A volunteer at the RFA Museum has provided the following information:
Ernest Cross is wearing a General Service Corps cap-badge and set of buttons, not Gunner ones. He appears to have a Gunner-style white lanyard probably with a jack-knife attached to it. During WW1, Gunners wore white lanyards around their right shoulder. It is possible that this photo may have been taken on completion of his initial (3rd Class) Artificers course – probably at Woolwich. On completion of his Artificers course, he might have been posted as either an Artificer RA (Gun Tiffy) or an Artificer RAOC.
Ernest was demobilised on 10 February 1919. After the War, Ernest returned to Bamber Bridge. He was a sanitary worker and he lived with his younger brother Fred Cross at 171 Station Road, Bamber Bridge.

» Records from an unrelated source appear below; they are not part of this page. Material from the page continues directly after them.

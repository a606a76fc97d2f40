//! Parameter validation.
//!
//! Every check runs before any buffer is allocated so a bad run fails
//! fast with all problems reported at once.

use crate::error::{ErrorCode, ValidationError, ValidationResult, ValidationWarning, WarningCode};
use crate::params::{AtlasParams, MAX_COORDINATE, MAX_FACE_SIZE, MAX_SEGMENTS};

/// Validates atlas parameters.
///
/// # Example
/// ```
/// use cellcube_spec::{AtlasParams, NoiseType};
/// use cellcube_spec::validation::validate_params;
///
/// let params = AtlasParams::procedural(NoiseType::Rounded);
/// assert!(validate_params(&params).is_ok());
/// ```
pub fn validate_params(params: &AtlasParams) -> ValidationResult {
    let mut result = ValidationResult::default();

    validate_source(params, &mut result);
    validate_size(params.size, &mut result);
    validate_grid_extent(params.grid_extent, &mut result);
    validate_segments(params.box_segs, &mut result);

    if let Some(offset) = params.offset {
        if !offset.is_finite() {
            result.add_error(ValidationError::with_path(
                ErrorCode::InvalidOffset,
                format!("offset must be finite, got {}", offset),
                "offset",
            ));
        }
    }
    // Offsets derived from the seed stay below 1000, far inside the range.
    validate_coordinate_range(params.grid_extent, params.offset.unwrap_or(0.0), &mut result);

    if params.box_size.is_nan() || params.box_size <= 0.0 {
        result.add_warning(ValidationWarning::with_path(
            WarningCode::NonPositiveBoxSize,
            format!("box_size should be positive, got {}", params.box_size),
            "box_size",
        ));
    }

    result
}

fn validate_source(params: &AtlasParams, result: &mut ValidationResult) {
    match (&params.noise_type, &params.file_path) {
        (Some(_), Some(_)) => result.add_error(ValidationError::new(
            ErrorCode::AmbiguousSource,
            "noise_type and file_path are mutually exclusive",
        )),
        (None, None) => result.add_error(ValidationError::new(
            ErrorCode::AmbiguousSource,
            "one of noise_type or file_path is required",
        )),
        _ => {}
    }

    if let Some(Err(e)) = params.parsed_noise_type() {
        result.add_error(ValidationError::with_path(
            ErrorCode::UnknownNoiseType,
            e.to_string(),
            "noise_type",
        ));
    }
}

/// Validates the face edge length in pixels.
pub fn validate_size(size: u32, result: &mut ValidationResult) {
    if size == 0 {
        result.add_error(ValidationError::with_path(
            ErrorCode::InvalidSize,
            "size must be at least 1 pixel",
            "size",
        ));
    } else if size > MAX_FACE_SIZE {
        result.add_error(ValidationError::with_path(
            ErrorCode::SizeTooLarge,
            format!("size must be at most {}, got {}", MAX_FACE_SIZE, size),
            "size",
        ));
    }
}

/// Validates the sampling grid extent.
pub fn validate_grid_extent(grid_extent: f64, result: &mut ValidationResult) {
    if !grid_extent.is_finite() || grid_extent <= 0.0 {
        result.add_error(ValidationError::with_path(
            ErrorCode::InvalidGridExtent,
            format!("grid_extent must be a positive number, got {}", grid_extent),
            "grid_extent",
        ));
    }
}

/// Validates that every sample coordinate stays within [`MAX_COORDINATE`].
///
/// Non-finite inputs are left to the extent and offset checks.
pub fn validate_coordinate_range(grid_extent: f64, offset: f64, result: &mut ValidationResult) {
    if !grid_extent.is_finite() || !offset.is_finite() {
        return;
    }
    let reach = offset.abs() + grid_extent.abs();
    if reach > MAX_COORDINATE {
        result.add_error(ValidationError::with_path(
            ErrorCode::CoordinateOutOfRange,
            format!(
                "|offset| + grid_extent must be at most {}, got {}",
                MAX_COORDINATE, reach
            ),
            "offset",
        ));
    }
}

/// Validates the mesh subdivision count.
pub fn validate_segments(segs: u32, result: &mut ValidationResult) {
    if segs == 0 {
        result.add_error(ValidationError::with_path(
            ErrorCode::InvalidSegments,
            "box_segs must be at least 1",
            "box_segs",
        ));
    } else if segs > MAX_SEGMENTS {
        result.add_error(ValidationError::with_path(
            ErrorCode::SegmentsTooLarge,
            format!("box_segs must be at most {}, got {}", MAX_SEGMENTS, segs),
            "box_segs",
        ));
    }
}

#[cfg(test)]
mod tests {
    use super::*;
    use crate::params::NoiseType;
    use pretty_assertions::assert_eq;

    fn codes(result: &ValidationResult) -> Vec<ErrorCode> {
        result.errors.iter().map(|e| e.code).collect()
    }

    #[test]
    fn defaults_are_valid() {
        for noise in NoiseType::ALL {
            let result = validate_params(&AtlasParams::procedural(noise));
            assert!(result.is_ok(), "{:?}", result.errors);
            assert!(result.warnings.is_empty());
        }
        assert!(validate_params(&AtlasParams::from_file("atlas.png")).is_ok());
    }

    #[test]
    fn unknown_noise_type_is_rejected() {
        let mut params = AtlasParams::default();
        params.noise_type = Some("bogus".to_string());
        let result = validate_params(&params);
        assert_eq!(codes(&result), vec![ErrorCode::UnknownNoiseType]);
        let message = &result.errors[0].message;
        for name in ["base", "edges", "rounded", "transparent"] {
            assert!(message.contains(name), "{message}");
        }
    }

    #[test]
    fn source_must_be_exactly_one() {
        let result = validate_params(&AtlasParams::default());
        assert_eq!(codes(&result), vec![ErrorCode::AmbiguousSource]);

        let mut params = AtlasParams::procedural(NoiseType::Base);
        params.file_path = Some("a.png".into());
        let result = validate_params(&params);
        assert_eq!(codes(&result), vec![ErrorCode::AmbiguousSource]);
    }

    #[test]
    fn numeric_fields_are_checked_together() {
        let mut params = AtlasParams::procedural(NoiseType::Edges);
        params.size = 0;
        params.grid_extent = -1.0;
        params.box_segs = 0;
        params.offset = Some(f64::NAN);
        let result = validate_params(&params);
        assert_eq!(
            codes(&result),
            vec![
                ErrorCode::InvalidSize,
                ErrorCode::InvalidGridExtent,
                ErrorCode::InvalidSegments,
                ErrorCode::InvalidOffset,
            ]
        );
    }

    #[test]
    fn oversized_faces_and_nan_extent_are_rejected() {
        let mut params = AtlasParams::procedural(NoiseType::Base);
        params.size = MAX_FACE_SIZE + 1;
        params.grid_extent = f64::NAN;
        let result = validate_params(&params);
        assert_eq!(
            codes(&result),
            vec![ErrorCode::SizeTooLarge, ErrorCode::InvalidGridExtent]
        );
    }

    #[test]
    fn far_offsets_are_rejected() {
        let mut params = AtlasParams::procedural(NoiseType::Base);
        params.offset = Some(3.0e9);
        let result = validate_params(&params);
        assert_eq!(codes(&result), vec![ErrorCode::CoordinateOutOfRange]);
        assert_eq!(result.errors[0].path.as_deref(), Some("offset"));

        params.offset = Some(-3.0e9);
        assert_eq!(
            codes(&validate_params(&params)),
            vec![ErrorCode::CoordinateOutOfRange]
        );

        params.grid_extent = 1.0;
        params.offset = Some(MAX_COORDINATE - 1.0);
        assert!(validate_params(&params).is_ok());
        params.offset = Some(MAX_COORDINATE);
        assert_eq!(
            codes(&validate_params(&params)),
            vec![ErrorCode::CoordinateOutOfRange]
        );
    }

    #[test]
    fn huge_grid_extent_is_rejected() {
        let mut params = AtlasParams::procedural(NoiseType::Edges);
        params.grid_extent = 1.0e12;
        assert_eq!(
            codes(&validate_params(&params)),
            vec![ErrorCode::CoordinateOutOfRange]
        );
    }

    #[test]
    fn segment_count_is_capped() {
        let mut params = AtlasParams::procedural(NoiseType::Base);
        params.box_segs = MAX_SEGMENTS;
        assert!(validate_params(&params).is_ok());

        params.box_segs = MAX_SEGMENTS + 1;
        assert_eq!(
            codes(&validate_params(&params)),
            vec![ErrorCode::SegmentsTooLarge]
        );
        params.box_segs = u32::MAX;
        assert_eq!(
            codes(&validate_params(&params)),
            vec![ErrorCode::SegmentsTooLarge]
        );
    }

    #[test]
    fn non_positive_box_size_only_warns() {
        let mut params = AtlasParams::procedural(NoiseType::Base);
        params.box_size = 0.0;
        let result = validate_params(&params);
        assert!(result.is_ok());
        assert_eq!(result.warnings[0].code, WarningCode::NonPositiveBoxSize);
    }
}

Richard Cross (b. 1898) tried to sign up in the Royal Field Artillery on 6 May 1915. At the time he was living at 171 Station Road, Bamber Bridge, but he tried to sign up in Preston, presumably hoping not to be recognised. Richard claimed to be 19 but in fact he was still only 16. He was allocated a service number, 17729, and initially posted to “A” Battery of 170th (County Palatine) Brigade. It appears from his attestation papers that Richard was required to produce a birth certificate, at which point his true age was discovered and in July 1915 he was discharged.
The family have a photo of Richard in uniform but as yet we have not worked out where or when he served.
In 1925, Richard married Ann Tootle (b. 1902 in Bamber Bridge). Richard was a munitions worker, presumably working at the ROF in Euxton, and they lived at Co-operative Street, Bamber Bridge. Richard died in 1954.